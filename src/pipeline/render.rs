//! PDF generation: draw the paginated layout via pdfium.
//!
//! ## Why spawn_blocking?
//!
//! `pdfium-render` wraps the pdfium C++ library, which keeps thread-local
//! state and is not safe to drive from async contexts. The coordinator runs
//! [`DocumentRenderer::render`] inside `tokio::task::spawn_blocking`, so
//! implementations are plain synchronous code.
//!
//! The renderer only ever sees records whose media is already resolved to a
//! local path or an explicit absence marker; it never touches the network.

use crate::error::ExportError;
use crate::output::ResolvedRecord;
use crate::pipeline::fonts::{FontSpec, NOTO_SANS, NOTO_SANS_CJK};
use crate::pipeline::layout::{
    layout, missing_notice, Block, FontFace, LayoutOptions, UNDECODABLE_IMAGE,
};
use image::{DynamicImage, ImageReader};
use pdfium_render::prelude::*;
use std::path::{Path, PathBuf};
use tracing::{debug, info, warn};

/// Consumes resolved records in display order and writes the output file.
pub trait DocumentRenderer: Send + Sync {
    fn render(&self, records: &[ResolvedRecord], output: &Path) -> Result<(), ExportError>;
}

/// Renders records to PDF with pdfium.
#[derive(Debug, Clone)]
pub struct PdfiumRenderer {
    font_dir: PathBuf,
    title: String,
    options: LayoutOptions,
}

impl PdfiumRenderer {
    pub fn new(font_dir: impl Into<PathBuf>, title: impl Into<String>) -> Self {
        Self {
            font_dir: font_dir.into(),
            title: title.into(),
            options: LayoutOptions::default(),
        }
    }
}

impl DocumentRenderer for PdfiumRenderer {
    fn render(&self, records: &[ResolvedRecord], output: &Path) -> Result<(), ExportError> {
        let pdfium = bind_pdfium()?;
        let mut document = pdfium.create_new_pdf().map_err(render_err)?;

        let latin = load_font(&mut document, &self.font_dir, &NOTO_SANS, false)
            .unwrap_or_else(|| document.fonts_mut().helvetica());
        let wide = load_font(&mut document, &self.font_dir, &NOTO_SANS_CJK, true).unwrap_or(latin);

        let subtitle = format!(
            "Generated at {}  ·  {} records",
            chrono::Local::now().format("%Y-%m-%d %H:%M:%S"),
            records.len()
        );
        let pages = layout(&self.title, &subtitle, records, image_dimensions, &self.options);
        info!("Rendering {} records onto {} pages", records.len(), pages.len());

        let page_height = self.options.page_height;
        let paper = PdfPagePaperSize::from_points(
            PdfPoints::new(self.options.page_width),
            PdfPoints::new(page_height),
        );

        for page_layout in &pages {
            let mut page = document
                .pages_mut()
                .create_page_at_end(paper)
                .map_err(render_err)?;

            for block in &page_layout.blocks {
                match block {
                    Block::Text {
                        x,
                        y,
                        size,
                        face,
                        text,
                    } => {
                        let font = match face {
                            FontFace::Latin => latin,
                            FontFace::Wide => wide,
                        };
                        page.objects_mut()
                            .create_text_object(
                                PdfPoints::new(*x),
                                PdfPoints::new(page_height - y - size),
                                text,
                                font,
                                PdfPoints::new(*size),
                            )
                            .map_err(render_err)?;
                    }
                    Block::Image {
                        x,
                        y,
                        width,
                        height,
                        path,
                    } => {
                        // The file may have changed since layout checked it.
                        let Some(img) = decode_image(path) else {
                            warn!("Image {} no longer decodes", path.display());
                            let size = self.options.meta_size;
                            page.objects_mut()
                                .create_text_object(
                                    PdfPoints::new(*x),
                                    PdfPoints::new(page_height - y - size),
                                    missing_notice(UNDECODABLE_IMAGE),
                                    latin,
                                    PdfPoints::new(size),
                                )
                                .map_err(render_err)?;
                            continue;
                        };
                        page.objects_mut()
                            .create_image_object(
                                PdfPoints::new(*x),
                                PdfPoints::new(page_height - y - height),
                                &img,
                                Some(PdfPoints::new(*width)),
                                Some(PdfPoints::new(*height)),
                            )
                            .map_err(render_err)?;
                    }
                }
            }
        }

        save_atomically(&document, output)
    }
}

/// Bind pdfium from `PDFIUM_LIB_PATH` (file or directory), the working
/// directory, or the system library search path, in that order.
pub fn bind_pdfium() -> Result<Pdfium, ExportError> {
    let bindings = match std::env::var_os("PDFIUM_LIB_PATH") {
        Some(p) => {
            let p = PathBuf::from(p);
            let lib = if p.is_dir() {
                Pdfium::pdfium_platform_library_name_at_path(&p)
            } else {
                p
            };
            Pdfium::bind_to_library(lib)
        }
        None => Pdfium::bind_to_library(Pdfium::pdfium_platform_library_name_at_path("./"))
            .or_else(|_| Pdfium::bind_to_system_library()),
    }
    .map_err(|e| ExportError::PdfiumBindingFailed(format!("{:?}", e)))?;

    Ok(Pdfium::new(bindings))
}

fn load_font(
    document: &mut PdfDocument<'_>,
    dir: &Path,
    spec: &FontSpec,
    is_cid_font: bool,
) -> Option<PdfFontToken> {
    let path = spec.path_in(dir);
    match document
        .fonts_mut()
        .load_true_type_from_file(&path, is_cid_font)
    {
        Ok(token) => {
            debug!("Loaded font {} from {}", spec.family, path.display());
            Some(token)
        }
        Err(e) => {
            warn!("Font {} unavailable ({:?}); using fallback", spec.family, e);
            None
        }
    }
}

/// Pixel dimensions of an image file, sniffing the format from its content.
///
/// The whole file is decoded: a truncated download keeps a valid header, and
/// layout must not reserve a box for an image that cannot be drawn.
pub fn image_dimensions(path: &Path) -> Option<(u32, u32)> {
    decode_image(path).map(|img| (img.width(), img.height()))
}

fn decode_image(path: &Path) -> Option<DynamicImage> {
    ImageReader::open(path)
        .ok()?
        .with_guessed_format()
        .ok()?
        .decode()
        .ok()
}

/// Save to `<output>.tmp` then rename, so a failed save never leaves a
/// truncated PDF under the requested name.
fn save_atomically(document: &PdfDocument<'_>, output: &Path) -> Result<(), ExportError> {
    let write_err = |source: std::io::Error| ExportError::OutputWriteFailed {
        path: output.to_path_buf(),
        source,
    };

    if let Some(parent) = output.parent().filter(|p| !p.as_os_str().is_empty()) {
        std::fs::create_dir_all(parent).map_err(write_err)?;
    }

    let tmp = output.with_extension("pdf.tmp");
    document.save_to_file(&tmp).map_err(render_err)?;
    std::fs::rename(&tmp, output).map_err(write_err)?;
    info!("Wrote {}", output.display());
    Ok(())
}

fn render_err(e: PdfiumError) -> ExportError {
    ExportError::RenderFailed(format!("{:?}", e))
}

· · · · ·

WHAT THE TASK REQUIRES: Your answer must be every line from the entries that contains the string "never", copied as it stands.

TASK SOLUTION:
//! local path or an explicit absence marker; it never touches the network.
/// Save to `<output>.tmp` then rename, so a failed save never leaves a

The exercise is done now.